WHAT THE TASK ASKS ::
Please restate the material below word for word, from the first line through the one that contains "declared in fuzz/Cargo.toml.", inclusive.
#### SUPPLIED DATA
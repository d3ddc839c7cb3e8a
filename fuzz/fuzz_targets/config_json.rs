// Copyright 2025-present Harīṣh Tummalachērla
// SPDX-License-Identifier: Apache-2.0

//! Fuzz target for settings parsing.
//!
//! Any bytes may arrive as a settings object. Parsing returns an error or a
//! configuration that a matcher accepts, and never panics.

#![no_main]

use column_suggest::{Matcher, SearchConfig};
use libfuzzer_sys::fuzz_target;

fuzz_target!(|data: &[u8]| {
    let Ok(json) = std::str::from_utf8(data) else {
        return;
    };

    if let Ok(config) = SearchConfig::from_json(json) {
        // INVARIANT: from_json only hands out validated configurations
        assert!(Matcher::new(config).is_ok());
    }
});
//! Custom cargo commands for column-suggest.
//!
//! Usage:
//!   cargo xtask verify    - Run full verification suite
//!   cargo xtask test      - Run all tests
//!   cargo xtask check     - Quick check (check + test + clippy)
//!   cargo xtask bench     - Run benchmarks
//!   cargo xtask fuzz [S]  - Run every fuzz target for S seconds (default 30)

use anyhow::{bail, Context, Result};
use std::env;
use std::path::PathBuf;
use std::process::Command;

/// Targets declared in fuzz/Cargo.toml.
const FUZZ_TARGETS: &[&str] = &[
    "search_queries",
    "substring_alignment",
    "highlight_spans",
    "config_json",
];

fn main() -> Result<()> {
    let mut args = env::args().skip(1);
    let task = args.next();
    match task.as_deref() {
        Some("verify") => verify()?,
        Some("test") => test()?,
        Some("check") => check()?,
        Some("bench") => bench()?,
        Some("fuzz") => {
            let seconds = match args.next() {
                Some(s) => s
                    .parse()
                    .with_context(|| format!("fuzz duration must be seconds, got {:?}", s))?,
                None => 30,
            };
            fuzz(seconds)?
        }
        _ => print_help(),
    }
    Ok(())
}

fn print_help() {
    eprintln!(
        r#"
cargo xtask <COMMAND>

Commands:
  verify       Run full verification suite (tests, feature matrix, clippy, docs)
  test         Run all Rust tests
  check        Quick check (cargo check + test + clippy)
  bench        Run benchmarks
  fuzz [SECS]  Run each fuzz target for SECS seconds (needs cargo-fuzz, nightly)
"#
    );
}

/// Full verification suite
fn verify() -> Result<()> {
    println!("==========================================");
    println!("column-suggest Verification Suite");
    println!("==========================================\n");

    println!("[1/4] Running Rust tests...");
    run_cargo(&["test", "--quiet"])?;
    println!("✓ All Rust tests passed\n");

    println!("[2/4] Testing library without default features...");
    run_cargo(&["test", "--quiet", "--lib", "--no-default-features"])?;
    println!("✓ Library works without unicode folding or CLI\n");

    println!("[3/4] Running clippy...");
    run_cargo(&["clippy", "--quiet", "--all-targets", "--", "-D", "warnings"])?;
    println!("✓ Clippy passed\n");

    println!("[4/4] Building docs...");
    run_cargo(&["doc", "--quiet", "--no-deps"])?;
    println!("✓ Docs build\n");

    println!("==========================================");
    println!("✓ ALL VERIFICATION CHECKS PASSED");
    println!("==========================================");

    Ok(())
}

/// Run all tests
fn test() -> Result<()> {
    run_cargo(&["test"])
}

/// Quick check
fn check() -> Result<()> {
    println!("Running quick checks...\n");

    println!("[1/3] cargo check...");
    run_cargo(&["check", "--all-targets"])?;

    println!("[2/3] cargo test...");
    run_cargo(&["test", "--quiet"])?;

    println!("[3/3] cargo clippy...");
    run_cargo(&["clippy", "--quiet", "--", "-D", "warnings"])?;

    println!("\n✓ Quick checks passed");
    Ok(())
}

/// Run benchmarks
fn bench() -> Result<()> {
    run_cargo(&["bench"])
}

/// Run every fuzz target for a bounded time.
fn fuzz(seconds: u64) -> Result<()> {
    let max_time = format!("-max_total_time={}", seconds);
    for (i, target) in FUZZ_TARGETS.iter().enumerate() {
        println!("[{}/{}] fuzzing {} for {}s...", i + 1, FUZZ_TARGETS.len(), target, seconds);
        run_cargo(&["+nightly", "fuzz", "run", target, "--", &max_time])?;
    }
    println!("\n✓ No fuzz failures");
    Ok(())
}

// ============================================================================
// Helper functions
// ============================================================================

fn project_root() -> Result<PathBuf> {
    let manifest_dir = match env::var("CARGO_MANIFEST_DIR") {
        Ok(dir) => PathBuf::from(dir),
        Err(_) => env::current_dir().context("Failed to read current directory")?,
    };

    // xtask is in project_root/xtask, so go up one level
    let root = manifest_dir.parent().unwrap_or(&manifest_dir);
    Ok(root.to_path_buf())
}

fn run_cargo(args: &[&str]) -> Result<()> {
    let root = project_root()?;

    let status = Command::new("cargo")
        .args(args)
        .current_dir(&root)
        .status()
        .with_context(|| format!("Failed to run cargo {:?}", args))?;

    if !status.success() {
        bail!("cargo {:?} failed", args);
    }

    Ok(())
}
########
OUTPUT FOR THIS EXERCISE ::
repository d3ddc839c7cb3e8a
filename fuzz/fuzz_targets/config_json.rs
// Copyright 2025-present Harīṣh Tummalachērla
// SPDX-License-Identifier: Apache-2.0

//! Fuzz target for settings parsing.
//!
//! Any bytes may arrive as a settings object. Parsing returns an error or a
//! configuration that a matcher accepts, and never panics.

#![no_main]

use column_suggest::{Matcher, SearchConfig};
use libfuzzer_sys::fuzz_target;

fuzz_target!(|data: &[u8]| {
    let Ok(json) = std::str::from_utf8(data) else {
        return;
    };

    if let Ok(config) = SearchConfig::from_json(json) {
        // INVARIANT: from_json only hands out validated configurations
        assert!(Matcher::new(config).is_ok());
    }
});
//! Custom cargo commands for column-suggest.
//!
//! Usage:
//!   cargo xtask verify    - Run full verification suite
//!   cargo xtask test      - Run all tests
//!   cargo xtask check     - Quick check (check + test + clippy)
//!   cargo xtask bench     - Run benchmarks
//!   cargo xtask fuzz [S]  - Run every fuzz target for S seconds (default 30)

use anyhow::{bail, Context, Result};
use std::env;
use std::path::PathBuf;
use std::process::Command;

/// Targets declared in fuzz/Cargo.toml.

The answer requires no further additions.